Вдоль дороги неспешно тянулись грязно-голубые балки и тусклые плоские бараки, ржавые каркасы строящихся мастерских и горбатые силуэты сборных складов, застенчивые островки уцелевшей травы и унылые остовы поверженных сосен: давно привычный глазу городской пейзаж в северном исполнении, – но разве скудость воображения или фатальная невозможность иных архитектурных решений вскормили это незатейливое обыкновение? Нягань, Нягань... Сколько повидал я таких судорожно-торопливых поселений, сколько вырублено лесных делянок – между прочим, и для того, чтоб березы и ели, кедры и пихты, мучительно расставшись с живыми ветвями и влажной корой, задохнувшись в пряном чаду варочных цехов и окончательно потеряв себя под тяжелыми прессами бумагоделательных машин, превратились в страницы газет и журналов, где горячо отстаивались, незыблемо утверждались удивительные, не похожие друг на друга проекты юных северных городов! Только на страницах они и утвердились, упокоились в стопках подшивок, да еще зарастают опятами шеренги темнеющих пней где-то близ Печоры, Ижмы, Вычегды...

Нягань, Нягань...

За насыпью железной дороги вздымались трубы котельной. Дома по ту сторону стояли, как школьники на танцах, – девчонки вдоль стен, чинно и благонамеренно, только глазенками зырк-зырк, пацаны шумными, независимыми и беспомощными компаниями. Впрочем, ладные были дома, неказистые, но срубленные на совесть, «Урал» осторожно взял переезд и, чуть помешкав у высоко торчащих рельсов, грузно сполз на бетонку.

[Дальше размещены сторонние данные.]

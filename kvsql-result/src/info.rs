use crate::error::{Error, ErrorCode};

/// Diagnostics record delivered to asynchronous completion callbacks.
///
/// Carries the stable code, the primary message, and optional supplemental
/// text attached at the failure site (the batch loader uses the supplement to
/// name the file, block and statement position of the first failure).
#[derive(Debug, Clone, PartialEq, Eq)]
pub struct ErrorInfo {
    code: ErrorCode,
    message: String,
    supplemental_text: String,
}

impl ErrorInfo {
    pub fn new(code: ErrorCode, message: impl Into<String>) -> Self {
        Self {
            code,
            message: message.into(),
            supplemental_text: String::new(),
        }
    }

    /// Attach supplemental context, replacing any previous supplement.
    pub fn with_supplement(mut self, text: impl Into<String>) -> Self {
        self.supplemental_text = text.into();
        self
    }

    pub fn code(&self) -> ErrorCode {
        self.code
    }

    pub fn message(&self) -> &str {
        &self.message
    }

    pub fn supplemental_text(&self) -> &str {
        &self.supplemental_text
    }

    /// Rebuild an [`Error`] carrying this record's code and message.
    /// Synchronous wrappers around async entry points use this to surface
    /// callback diagnostics through `Result`.
    pub fn into_error(self) -> Error {
        let message = if self.supplemental_text.is_empty() {
            self.message
        } else {
            format!("{} ({})", self.message, self.supplemental_text)
        };
        match self.code {
            ErrorCode::IoError => Error::io_message(message),
            ErrorCode::InvalidArgument => Error::InvalidArgument(message),
            ErrorCode::InvalidState => Error::InvalidState(message),
            ErrorCode::NotFound => Error::NotFound(message),
            ErrorCode::TimeOut => Error::TimedOut(message),
            ErrorCode::StatementNotFoundException => Error::StatementNotFound(message),
            ErrorCode::TargetNotFoundException => Error::TargetNotFound(message),
            ErrorCode::TargetAlreadyExistsException => Error::TargetAlreadyExists(message),
            ErrorCode::InactiveTransactionException => Error::InactiveTransaction(message),
            ErrorCode::TransactionExceededLimitException => {
                Error::TransactionExceededLimit(message)
            }
            ErrorCode::SqlExecutionException => Error::SqlExecution(message),
            ErrorCode::SqlServiceException => Error::SqlService(message),
            ErrorCode::CcException => Error::CcError(message),
            ErrorCode::ConflictOnWritePreserveException => Error::ConflictOnWritePreserve(message),
            ErrorCode::InconsistentStatementException => Error::InconsistentStatement(message),
            ErrorCode::LoadFileException => Error::LoadFile(message),
            ErrorCode::UniqueConstraintViolationException => {
                Error::UniqueConstraintViolation(message)
            }
            ErrorCode::ValueEvaluationException => Error::ValueEvaluation(message),
            ErrorCode::ValueTooLongException => Error::ValueTooLong(message),
            ErrorCode::PermissionError => Error::PermissionError(message),
            ErrorCode::RestrictedOperationException => Error::RestrictedOperation(message),
            ErrorCode::IllegalOperation => Error::IllegalOperation(message),
            ErrorCode::Canceled => Error::Canceled(message),
            ErrorCode::Internal => Error::Internal(message),
        }
    }
}

impl From<&Error> for ErrorInfo {
    fn from(err: &Error) -> Self {
        ErrorInfo::new(err.code(), err.to_string())
    }
}

impl From<Error> for ErrorInfo {
    fn from(err: Error) -> Self {
        ErrorInfo::from(&err)
    }
}

#[cfg(test)]
mod tests {
    use super::*;

    #[test]
    fn test_supplement_round_trip() {
        let info = ErrorInfo::from(Error::LoadFile("open failed".into()))
            .with_supplement("file:a.arrow block:0 statement:3 status:io_error");
        assert_eq!(info.code(), ErrorCode::LoadFileException);
        assert!(info.message().contains("open failed"));
        assert!(info.supplemental_text().starts_with("file:a.arrow"));
    }
}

– Что ж, попробуйте начать все сначала, – неожиданно для самого себя вслух произнес я. Макарцев покосился на меня, хмыкнул:

– Ты чё?

– Да так. Вспомнил сочинение из местной газеты про твою Нягань. Знаешь, как там про это писалось?

– Ну?

– Нягань – пример кардинально нового подхода к вопросам социального характера... Объекты Нягани будут строиться по образцу лучших сооружений Нижнекамска и Тобольска... Где же они, эти объекты? Где образцы?

– А-а... – протянул Макарцев, начисто утрачивая интерес к градостроительной теме. – Будут тебе и объекты. Если дорогу сюда не забудешь... – И повернулся к шоферу: – Побыстрее, а?

Тяжелый грузовик резко прибавил, громыхнул на крутом повороте, соскользнув задним мостом с прямолинейно уложенных плит, качнулся, выровнялся, рванул...

Я прилетел в Нягань час назад, первым делом разыскал Макарцева: мы не виделись с ним четыре года.

Последний раз то было еще в Нижневартовске. Помнится, оказался я там в конце зимы, сумеречно было, день угасал, так и не разгоревшись, я спешил, мне хотелось скорее увидеть, как изменился без ценя этот город, в автобусе я сел к окну, но никак не мог добраться до стекла: разгребал волокнистую, вязкую морозную вату инея, шумно дышал, пытаясь превозмочь холод слепого окна – но то ли мне недоставало тепла, то ли действовали здесь иные, забытые или вообще неведомые законы физики, то ли, быть может, и вовсе другие законы, по которым не дано превращать в исчезающий пар спрессованное, выпавшее на стеклах в кристаллы дыхание других людей, – только снова и снова я принимался царапать, скрести коченеющими пальцами заледенелую муть окна, продираясь сквозь иней, как сквозь долгие зимние дни, прошедшие здесь без меня: круша кристаллическую решетку, сдирая волокно за волокном, снимая за слоем слой, я натыкался на чужие заплывшие следы.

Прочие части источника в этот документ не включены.